Ed Hutchings, Leiter der Abteilung für Zinssätze bei Aviva Investors in London, sagte, dass die Kommentare der BOJ darauf hindeuten, dass die Dezember-Sitzung genau beobachtet wird, um zu sehen, was im Januar passiert.

"Es ist wahrscheinlich, dass die BOJ einen Monat Vorlaufzeit für formelle Maßnahmen einräumen wird", sagte er.

Da der Fokus nun auf der Dezember-Sitzung liegt, stieg die Nachfrage der Händler nach Optionen zur Absicherung des Risikos für diesen Termin, auch wenn eine direkte Zinserhöhung als unwahrscheinlich angesehen wird.

Die Volatilität der einwöchigen Optionen - ein Maß für die Nachfrage nach einem bestimmten Derivat, das in einer Woche ausläuft - stieg so stark an wie seit fünf Monaten nicht mehr und erreichte den höchsten Stand seit Juli.

"Die BOJ würde eine Zinserhöhung vorziehen, wenn sie neue Prognosen veröffentlicht, und das wird im Dezember nicht passieren", sagte ING-Stratege Francesco Pesole. "Jetzt gibt es ein wachsendes Interesse daran, die Anhebung nicht zu verpassen, so dass die Märkte ziemlich nervös sind, wenn es um den Dollar/Yen geht.

GEKÜHLTER FRÜHLING

Ein Teil der Kraft, die hinter dem Anstieg des Yen stand, war die Auflösung großer, lange gehaltener Baissepositionen, so die Analysten.
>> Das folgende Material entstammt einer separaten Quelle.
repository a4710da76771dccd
use crate::app_error::{AppError, ErrorCode};
use crate::application::error_messages::user_message;
use axum::Json;
use axum::{
    http::StatusCode,
    response::{IntoResponse, Response},
};
use dues_types::ErrorBody;

impl IntoResponse for AppError {
    fn into_response(self) -> Response {
        let status = status_for(&self);

        // Client mistakes are expected traffic; only failures are errors.
        if status.is_server_error() {
            tracing::error!(error = ?self, "Request failed");
        } else {
            tracing::warn!(error = %self, "Request rejected");
        }

        error_resp(status, self.code(), user_message(&self))
    }
}

fn status_for(error: &AppError) -> StatusCode {
    match error {
        AppError::InvalidInput(_) => StatusCode::BAD_REQUEST,
        AppError::NotFound => StatusCode::NOT_FOUND,
        AppError::PaymentNotAllowed(_) => StatusCode::UNPROCESSABLE_ENTITY,
        AppError::AlreadyPaid => StatusCode::CONFLICT,
        AppError::CheckInProgress => StatusCode::CONFLICT,
        AppError::NoPendingPayment => StatusCode::NOT_FOUND,
        AppError::Unauthorized => StatusCode::UNAUTHORIZED,
        AppError::Forbidden => StatusCode::FORBIDDEN,
        AppError::Upstream { status, .. } if *status < 500 => StatusCode::BAD_REQUEST,
        AppError::Upstream { .. } => StatusCode::BAD_GATEWAY,
        AppError::UpstreamUnavailable(_) => StatusCode::SERVICE_UNAVAILABLE,
        AppError::UpstreamContract(_) => StatusCode::BAD_GATEWAY,
        AppError::Internal(_) => StatusCode::INTERNAL_SERVER_ERROR,
    }
}

fn error_resp(status: StatusCode, code: ErrorCode, message: String) -> Response {
    (status, Json(ErrorBody { code, message })).into_response()
}
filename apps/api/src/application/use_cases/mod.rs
pub mod payments;
pub mod plans;
pub mod subscriptions;
pub mod transactions;
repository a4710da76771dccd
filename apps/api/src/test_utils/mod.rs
//! Test utilities.
//!
//! This module provides:
//! - Test data factories for plans, subscriptions and transactions
//! - Backend mocks for failure paths the dummy backend can't produce
//! - `TestAppStateBuilder` for HTTP route tests

mod app_state_builder;
mod factories;
mod mocks;

pub use app_state_builder::*;
pub use factories::*;
pub use mocks::*;
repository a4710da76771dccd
pub mod http;
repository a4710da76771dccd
use chrono::{DateTime, NaiveDate, Utc};
use dues_types::SubscriptionPaymentStatus;
use rust_decimal::Decimal;
use serde::{Deserialize, Serialize};
use uuid::Uuid;

/// Whether the backend allows the member to pay right now.
#[derive(Debug, Clone, PartialEq, Eq, Serialize, Deserialize)]
pub struct PaymentPermission {
    pub allowed: bool,
    pub reason: Option<String>,
}

impl PaymentPermission {
    pub fn allowed() -> Self {
        Self {
            allowed: true,
            reason: None,
        }
    }

    pub fn denied(reason: impl Into<String>) -> Self {
        Self {
            allowed: false,
            reason: Some(reason.into()),
        }
    }
}

/// A member's assignment to a plan, as computed by the backend.
///
/// Amounts and progress are never recomputed here. `outstanding()` and
/// `progress()` only clamp what the backend reported.
#[derive(Debug, Clone, PartialEq)]
pub struct UserSubscription {
    pub id: Uuid,
    pub plan_id: Uuid,
    pub plan_name: String,
    pub member_id: Uuid,
    pub member_name: Option<String>,
    pub subscription_amount: Decimal,
    pub amount_paid: Decimal,
    pub outstanding_amount: Decimal,
    pub status: SubscriptionPaymentStatus,
    pub payment_progress_percentage: Decimal,
    pub start_date: NaiveDate,
    pub end_date: NaiveDate,
    pub can_make_payment: PaymentPermission,
    pub payment_reference: Option<String>,
    pub payment_date: Option<DateTime<Utc>>,
}

impl UserSubscription {
    pub fn outstanding(&self) -> Decimal {
        self.outstanding_amount.max(Decimal::ZERO)
    }

    pub fn progress(&self) -> Decimal {
        self.payment_progress_percentage
            .clamp(Decimal::ZERO, Decimal::ONE_HUNDRED)
    }

    /// True when there is still something to pay. Says nothing about
    /// whether the backend currently permits it.
    pub fn has_balance(&self) -> bool {
        !self.status.is_settled() && self.outstanding() > Decimal::ZERO
    }
}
Seitdem andere wichtige Zentralbanken wie die Federal Reserve die Zinsen angehoben haben, haben Spekulanten große Bestände an Short-Positionen im Yen angehäuft, die mit der Abwertung der Währung gegenüber dem Dollar immer wertvoller wurden.

Die jüngsten wöchentlichen Daten der US-Marktaufsichtsbehörde zeigen, dass Spekulanten eine Netto-Short-Position in Yen im Wert von 10 Milliarden Dollar halten, verglichen mit einer Netto-Long-Position von 3,4 Milliarden Dollar Anfang 2021.

Mit der Aussicht auf den lang ersehnten Kurswechsel der BOJ, der möglicherweise in Sichtweite rückt, stürmten die Yen-Bullen los und verstärkten die Dynamik der Rallye.

"Der Markt ist sehr, sehr stark short im Yen und wir haben einen starken Konsens für 2024, dass dies das Jahr sein wird, in dem sie die negativen Zinssätze beenden werden", sagte TraderX-Stratege Michael Brown.

"Das zeigt, dass der Markt bereit ist, sich angesichts dessen auf alles einzulassen, was er kann."